> **PROBLEM REQUIREMENTS**: Nothing but the lines below between the line holding "#[component]" and the line holding "key=|n| n.id", inclusive, should appear in the answer, each set down exactly.

⁂

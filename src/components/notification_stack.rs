//! Notification Stack
//!
//! Colored toasts in the top-right corner. Entries are removed by
//! `AppContext::notify` once their timer runs out.

use leptos::prelude::*;

use crate::store::{use_app_store, AppStateStoreFields};

#[component]
pub fn NotificationStack() -> impl IntoView {
    let store = use_app_store();

    view! {
        <div class="notification-stack">
            <For
                each=move || store.notifications().get()
                key=|n| n.id
                children=move |n| {
                    let style = format!("background-color: {};", n.notice.kind.color());
                    view! { <div class="notification" style=style>{n.notice.message}</div> }
                }
            />
        </div>
    }
}
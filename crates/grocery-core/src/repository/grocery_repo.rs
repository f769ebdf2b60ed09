//! Grocery Repository
//!
//! Every mutation reads the whole collection, changes it and writes it
//! back under its key. There are no partial writes.

use crate::config::StorageKeys;
use crate::domain::{ItemId, MasterItem, MasterItemDraft, ShoppingItem, Theme};
use crate::error::StorageError;
use crate::storage::{load_records, save, KeyValueStore};

use super::clock::{Clock, SystemClock};

pub struct GroceryRepository<S, C = SystemClock> {
    store: S,
    clock: C,
    keys: StorageKeys,
}

impl<S: KeyValueStore, C: Clock> GroceryRepository<S, C> {
    pub fn new(store: S, clock: C) -> Self {
        Self::with_keys(store, clock, StorageKeys::default())
    }

    pub fn with_keys(store: S, clock: C, keys: StorageKeys) -> Self {
        Self { store, clock, keys }
    }

    pub fn store(&self) -> &S {
        &self.store
    }

    // ========================
    // Master List
    // ========================

    pub fn master_list(&self) -> Vec<MasterItem> {
        load_records(&self.store, &self.keys.master_list)
    }

    pub fn find_master_item(&self, id: ItemId) -> Option<MasterItem> {
        self.master_list().into_iter().find(|item| item.id == id)
    }

    /// Append a new catalog entry stamped with the current time
    ///
    /// Duplicate detection is the caller's job. An id never repeats: if
    /// the clock has not moved past the newest stored id, the next
    /// integer is used instead.
    pub fn add_item_to_master_list(&self, draft: MasterItemDraft) -> Result<MasterItem, StorageError> {
        let mut list = self.master_list();
        let now = self.clock.now_millis();
        let id = match list.iter().map(|item| item.id).max() {
            Some(last) if last >= now => last + 1,
            _ => now,
        };

        let item = MasterItem {
            id,
            category: draft.resolved_category(),
            quantity: draft.resolved_quantity(),
            name: draft.name,
        };
        list.push(item.clone());
        save(&self.store, &self.keys.master_list, &list)?;
        log::debug!("[STORAGE] Added master item {} ({})", item.id, item.name);
        Ok(item)
    }

    /// Remove every entry with this id; returns how many went
    pub fn delete_item_from_master_list(&self, id: ItemId) -> Result<usize, StorageError> {
        let mut list = self.master_list();
        let before = list.len();
        list.retain(|item| item.id != id);
        save(&self.store, &self.keys.master_list, &list)?;
        Ok(before - list.len())
    }

    // ========================
    // Shopping List
    // ========================

    pub fn shopping_list(&self) -> Vec<ShoppingItem> {
        load_records(&self.store, &self.keys.shopping_list)
    }

    pub fn add_item_to_shopping_list(&self, item: &MasterItem) -> Result<ShoppingItem, StorageError> {
        let mut list = self.shopping_list();
        let entry = ShoppingItem::from_master(item, self.clock.now_millis());
        list.push(entry.clone());
        save(&self.store, &self.keys.shopping_list, &list)?;
        log::debug!("[STORAGE] Added shopping item {} ({})", entry.id, entry.name);
        Ok(entry)
    }

    /// Flip `completed` on the matching entry
    ///
    /// Returns the updated entry, or `None` without writing when no
    /// entry has this id.
    pub fn toggle_item_completed(&self, id: ItemId) -> Result<Option<ShoppingItem>, StorageError> {
        let mut list = self.shopping_list();
        let Some(entry) = list.iter_mut().find(|item| item.id == id) else {
            return Ok(None);
        };
        entry.completed = !entry.completed;
        let updated = entry.clone();
        save(&self.store, &self.keys.shopping_list, &list)?;
        Ok(Some(updated))
    }

    /// Drop completed entries, keeping the rest in order; returns how many went
    pub fn clear_completed_items(&self) -> Result<usize, StorageError> {
        let mut list = self.shopping_list();
        let before = list.len();
        list.retain(|item| !item.completed);
        save(&self.store, &self.keys.shopping_list, &list)?;
        Ok(before - list.len())
    }

    pub fn clear_all_items(&self) -> Result<(), StorageError> {
        save(&self.store, &self.keys.shopping_list, &Vec::<ShoppingItem>::new())
    }

    // ========================
    // Theme
    // ========================

    /// Stored as a bare string, not JSON
    pub fn theme(&self) -> Theme {
        self.store
            .get(&self.keys.theme)
            .map(|raw| Theme::parse(&raw))
            .unwrap_or_default()
    }

    pub fn set_theme(&self, theme: Theme) -> Result<(), StorageError> {
        self.store.set(&self.keys.theme, theme.as_str())
    }
}
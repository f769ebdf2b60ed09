//! Color Theme

use serde::{Deserialize, Serialize};

/// Document-level color theme, persisted as a plain string
#[derive(Debug, Clone, Copy, PartialEq, Eq, Default, Serialize, Deserialize)]
#[serde(rename_all = "lowercase")]
pub enum Theme {
    #[default]
    Light,
    Dark,
}

impl Theme {
    pub fn as_str(&self) -> &'static str {
        match self {
            Theme::Light => "light",
            Theme::Dark => "dark",
        }
    }

    /// Anything other than "dark" reads as light
    pub fn parse(s: &str) -> Self {
        match s {
            "dark" => Theme::Dark,
            _ => Theme::Light,
        }
    }

    pub fn toggled(&self) -> Self {
        match self {
            Theme::Light => Theme::Dark,
            Theme::Dark => Theme::Light,
        }
    }

    /// Icon on the toggle button: the theme you would switch to
    pub fn toggle_icon(&self) -> &'static str {
        match self {
            Theme::Light => "🌙",
            Theme::Dark => "☀️",
        }
    }
}
//! Grocery Item Entities
//!
//! Master catalog entries and the shopping-list copies made from them.

use serde::de::IgnoredAny;
use serde::{Deserialize, Deserializer, Serialize};

use super::category::{normalize_category, DEFAULT_CATEGORY};

/// Creation timestamp in milliseconds, doubling as the item's identity
pub type ItemId = i64;

/// Read access shared by master and shopping items
///
/// Sorting, filtering and grouping are written against this trait so
/// they work for both lists.
pub trait GroceryItem: Clone {
    fn id(&self) -> ItemId;
    fn name(&self) -> &str;
    fn category(&self) -> &str;
    fn quantity(&self) -> u32;

    /// Master items have no completion state
    fn completed(&self) -> bool {
        false
    }
}

/// Reusable catalog entry
#[derive(Debug, Clone, PartialEq, Eq, Serialize, Deserialize)]
pub struct MasterItem {
    pub id: ItemId,
    pub name: String,
    #[serde(default = "default_category", deserialize_with = "deserialize_category")]
    pub category: String,
    #[serde(default = "default_quantity", deserialize_with = "deserialize_quantity")]
    pub quantity: u32,
}

/// Entry on the working shopping list, copied from a [`MasterItem`]
#[derive(Debug, Clone, PartialEq, Eq, Serialize, Deserialize)]
#[serde(rename_all = "camelCase")]
pub struct ShoppingItem {
    pub id: ItemId,
    pub name: String,
    #[serde(default = "default_category", deserialize_with = "deserialize_category")]
    pub category: String,
    #[serde(default = "default_quantity", deserialize_with = "deserialize_quantity")]
    pub quantity: u32,
    #[serde(default)]
    pub completed: bool,
    #[serde(default)]
    pub added_at: i64,
}

impl ShoppingItem {
    /// Copy a master item onto the shopping list, not yet completed
    pub fn from_master(item: &MasterItem, added_at: i64) -> Self {
        Self {
            id: item.id,
            name: item.name.clone(),
            category: item.category.clone(),
            quantity: item.quantity,
            completed: false,
            added_at,
        }
    }
}

/// User submission before an id has been assigned
#[derive(Debug, Clone, Default, PartialEq, Eq)]
pub struct MasterItemDraft {
    pub name: String,
    pub category: Option<String>,
    pub quantity: Option<u32>,
}

impl MasterItemDraft {
    pub fn new(name: impl Into<String>) -> Self {
        Self {
            name: name.into(),
            ..Default::default()
        }
    }

    pub fn with_category(mut self, category: impl Into<String>) -> Self {
        self.category = Some(category.into());
        self
    }

    pub fn with_quantity(mut self, quantity: u32) -> Self {
        self.quantity = Some(quantity);
        self
    }

    pub fn resolved_category(&self) -> String {
        normalize_category(self.category.as_deref().unwrap_or_default())
    }

    /// Missing or zero quantities become 1
    pub fn resolved_quantity(&self) -> u32 {
        self.quantity.filter(|q| *q > 0).unwrap_or(1)
    }
}

impl GroceryItem for MasterItem {
    fn id(&self) -> ItemId {
        self.id
    }

    fn name(&self) -> &str {
        &self.name
    }

    fn category(&self) -> &str {
        &self.category
    }

    fn quantity(&self) -> u32 {
        self.quantity
    }
}

impl GroceryItem for ShoppingItem {
    fn id(&self) -> ItemId {
        self.id
    }

    fn name(&self) -> &str {
        &self.name
    }

    fn category(&self) -> &str {
        &self.category
    }

    fn quantity(&self) -> u32 {
        self.quantity
    }

    fn completed(&self) -> bool {
        self.completed
    }
}

fn default_category() -> String {
    DEFAULT_CATEGORY.to_string()
}

fn default_quantity() -> u32 {
    1
}

fn deserialize_category<'de, D>(deserializer: D) -> Result<String, D::Error>
where
    D: Deserializer<'de>,
{
    let raw = Option::<String>::deserialize(deserializer)?;
    Ok(normalize_category(raw.as_deref().unwrap_or_default()))
}

/// Leading integer of `text`, read the way a form field is
///
/// Leading whitespace and trailing junk are ignored ("3x" is 3, "2.5" is 2).
/// Values below 1 and text without leading digits give `None`.
pub fn parse_quantity(text: &str) -> Option<u32> {
    let text = text.trim_start();
    let text = text.strip_prefix('+').unwrap_or(text);
    let digits: String = text.chars().take_while(|c| c.is_ascii_digit()).collect();
    if digits.is_empty() {
        return None;
    }
    let value = digits
        .parse::<u64>()
        .map(|v| v.min(u32::MAX as u64) as u32)
        .unwrap_or(u32::MAX);
    (value >= 1).then_some(value)
}

#[derive(Deserialize)]
#[serde(untagged)]
enum RawQuantity {
    Number(f64),
    Text(String),
    Other(IgnoredAny),
}

fn deserialize_quantity<'de, D>(deserializer: D) -> Result<u32, D::Error>
where
    D: Deserializer<'de>,
{
    let quantity = match Option::<RawQuantity>::deserialize(deserializer)? {
        Some(RawQuantity::Number(q)) if q.is_finite() && q >= 1.0 => Some(q.min(u32::MAX as f64) as u32),
        Some(RawQuantity::Text(text)) => parse_quantity(&text),
        _ => None,
    };
    Ok(quantity.unwrap_or(1))
}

⁂

> **RESULT OF THE TASK**:
#[component]
pub fn NotificationStack() -> impl IntoView {
    let store = use_app_store();

    view! {
        <div class="notification-stack">
            <For
                each=move || store.notifications().get()
                key=|n| n.id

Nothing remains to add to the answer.